After a jury trial, defendant was convicted of assault in the third degree and criminal mischief in the fourth degree and acquitted of endangering the welfare of a child upon evidence that, on or about January 23, 2007, he punched the mother of his infant daughter and then broke her cell phone in half after a dispute at the home of defendant's mother. Defendant was sentenced to a term of incarceration of one year for each conviction, to run concurrently, and ordered to pay restitution. He now appeals and we affirm.
As defendant failed to specifically object at trial to the legal sufficiency of the evidence, this issue is not preserved for our review (see People v Balram, 47 A.D.3d 1014, 1015 , lv denied 10 N.Y.3d 859 ). Upon review of the record, we find no reason to exercise our interest of justice jurisdiction to reverse on this issue (see People v Mann, 63 A.D.3d 1372');">63 A.D.3d 1372, 1373 ). Our consideration of the weight of the evidence reveals that although acquittal on all charges would not have been unreasonable (see People v Danielson, 9 N.Y.3d 342 ), reviewing the conflicting testimony and rational inferences to be drawn from the evidence while giving proper deference to the jury's assessment of witness credibility (see People v Bleakley, 69 N.Y.2d 490, 495 ), we find that the jury's verdict is not against the weight of the evidence.
The victim testified that defendant punched her in the head, knocking her to the floor, causing the victim to lose consciousness momentarily and sustain swelling, bruising and pain for several days, and that defendant subsequently broke her cell phone in half so she could not call the police. The extent of the victim's injuries was corroborated by the State Trooper who investigated her complaint against defendant, and the defense offered no alternate explanation for the bruising that remained on the victim's forehead several days after the assault. Defendant's mother testified on behalf of her son but was impeached by her admission of having interfered with a prior investigation of defendant by law enforcement, as well as an inconsistency between her trial testimony and her statement to the State Trooper investigating this incident. Defendant's self-serving testimony was unpersuasive, especially when claiming that the victim's cell phone was broken by the couple's 23-month-old daughter.
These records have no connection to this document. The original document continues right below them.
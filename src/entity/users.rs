//! User entity

use sea_orm::entity::prelude::*;

#[derive(Clone, Debug, PartialEq, DeriveEntityModel)]
#[sea_orm(table_name = "users")]
pub struct Model {
    #[sea_orm(primary_key)]
    pub id: i64,
    #[sea_orm(unique)]
    pub username: String,
    #[sea_orm(unique)]
    pub email: String,
    pub password_hash: String,
    pub rol: String,
    pub estatus: String,
    pub plantel_id: Option<i64>,
    pub grupo_id: Option<i64>,
    pub first_name: String,
    pub last_name: String,
    pub telefono: Option<String>,
    pub direccion: Option<String>,
    pub fecha_nacimiento: Option<i64>,
    pub foto_perfil: Option<String>,
    pub last_login: Option<i64>,
    pub created_at: i64,
    pub updated_at: i64,
}

#[derive(Copy, Clone, Debug, EnumIter, DeriveRelation)]
pub enum Relation {
    #[sea_orm(
        belongs_to = "super::planteles::Entity",
        from = "Column::PlantelId",
        to = "super::planteles::Column::Id"
    )]
    Plantel,
    #[sea_orm(
        belongs_to = "super::grupos::Entity",
        from = "Column::GrupoId",
        to = "super::grupos::Column::Id"
    )]
    Grupo,
    #[sea_orm(has_many = "super::tutores::Entity")]
    Tutores,
    #[sea_orm(has_many = "super::calificaciones::Entity")]
    Calificaciones,
    #[sea_orm(has_many = "super::asistencias::Entity")]
    Asistencias,
    #[sea_orm(has_many = "super::grupo_docentes::Entity")]
    GrupoDocentes,
    #[sea_orm(has_many = "super::asignatura_docentes::Entity")]
    AsignaturaDocentes,
}

impl Related<super::planteles::Entity> for Entity {
    fn to() -> RelationDef {
        Relation::Plantel.def()
    }
}

impl Related<super::grupos::Entity> for Entity {
    fn to() -> RelationDef {
        Relation::Grupo.def()
    }
}

impl Related<super::tutores::Entity> for Entity {
    fn to() -> RelationDef {
        Relation::Tutores.def()
    }
}

impl Related<super::calificaciones::Entity> for Entity {
    fn to() -> RelationDef {
        Relation::Calificaciones.def()
    }
}

impl Related<super::asistencias::Entity> for Entity {
    fn to() -> RelationDef {
        Relation::Asistencias.def()
    }
}

impl Related<super::grupo_docentes::Entity> for Entity {
    fn to() -> RelationDef {
        Relation::GrupoDocentes.def()
    }
}

impl Related<super::asignatura_docentes::Entity> for Entity {
    fn to() -> RelationDef {
        Relation::AsignaturaDocentes.def()
    }
}

impl ActiveModelBehavior for ActiveModel {}

// Database model to business model
impl Model {
    pub fn into_usuario(self) -> crate::models::users::entities::Usuario {
        use crate::models::users::entities::{Estatus, UserRole, Usuario};

        Usuario {
            id: self.id,
            username: self.username,
            email: self.email,
            password_hash: self.password_hash,
            rol: self.rol.parse::<UserRole>().unwrap_or(UserRole::Alumno),
            estatus: self.estatus.parse::<Estatus>().unwrap_or(Estatus::Baja),
            plantel_id: self.plantel_id,
            grupo_id: self.grupo_id,
            first_name: self.first_name,
            last_name: self.last_name,
            telefono: self.telefono,
            direccion: self.direccion,
            fecha_nacimiento: self.fecha_nacimiento,
            foto_perfil: self.foto_perfil,
            last_login: self.last_login,
            created_at: self.created_at,
            updated_at: self.updated_at,
        }
    }
}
We are similarly unpersuaded by defendant's claim that he was deprived of a fair trial by the victim's brief reference to defendant's prior incarceration. Again, no objection to the victim's testimony was made at trial to preserve this issue for our review (see People v Brown, 249 A.D.2d 835, 837 ). Even were we to consider the merits, we would find no prejudice given defendant's repeated voluntary references in his own testimony to his prior incarcerations (see People v Deschamps, 170 A.D.2d 771, 773 , lv denied 77 N.Y.2d 994 ).
Nor was defendant's statutory right to a speedy trial violated. The People declared their readiness for trial on February 26, 2007, 25 days after defendant's February 1, 2007 arraignment and well within the 90-day statutory period (see CPL 30.30  [b]). That declaration was not rendered illusory by the People's subsequent request on May 23, 2007 for an adjournment to develop pictures of the victim taken by the State Trooper, as those pictures had no bearing on the People's readiness and presented no impediment to the commencement of trial, which proceeded on July 19, 2007 (see People v Anderson, 66 N.Y.2d 529, 534 ; People v Cain, 24 A.D.3d 889, 890 , lv denied 7 N.Y.3d 753 ; People v Rodriguez, 306 A.D.2d 686, 687 , lv denied 100 N.Y.2d 624 ). Even charging the People with the 34-day period from their adjournment request until they filed a new statement of readiness on June 26, 2007 (see People v Stirrup, 91 N.Y.2d 434, 436-437 ), this brings the total time chargeable to 59 days, still well within the 90- day statutory period.
Defendant also did not preserve, by objection, his claim that his constitutional right to a speedy trial was violated. Even if we were to consider this argument, we would find that defendant suffered no constitutional injury (see People v Taranovich, 37 N.Y.2d 442, 445 ).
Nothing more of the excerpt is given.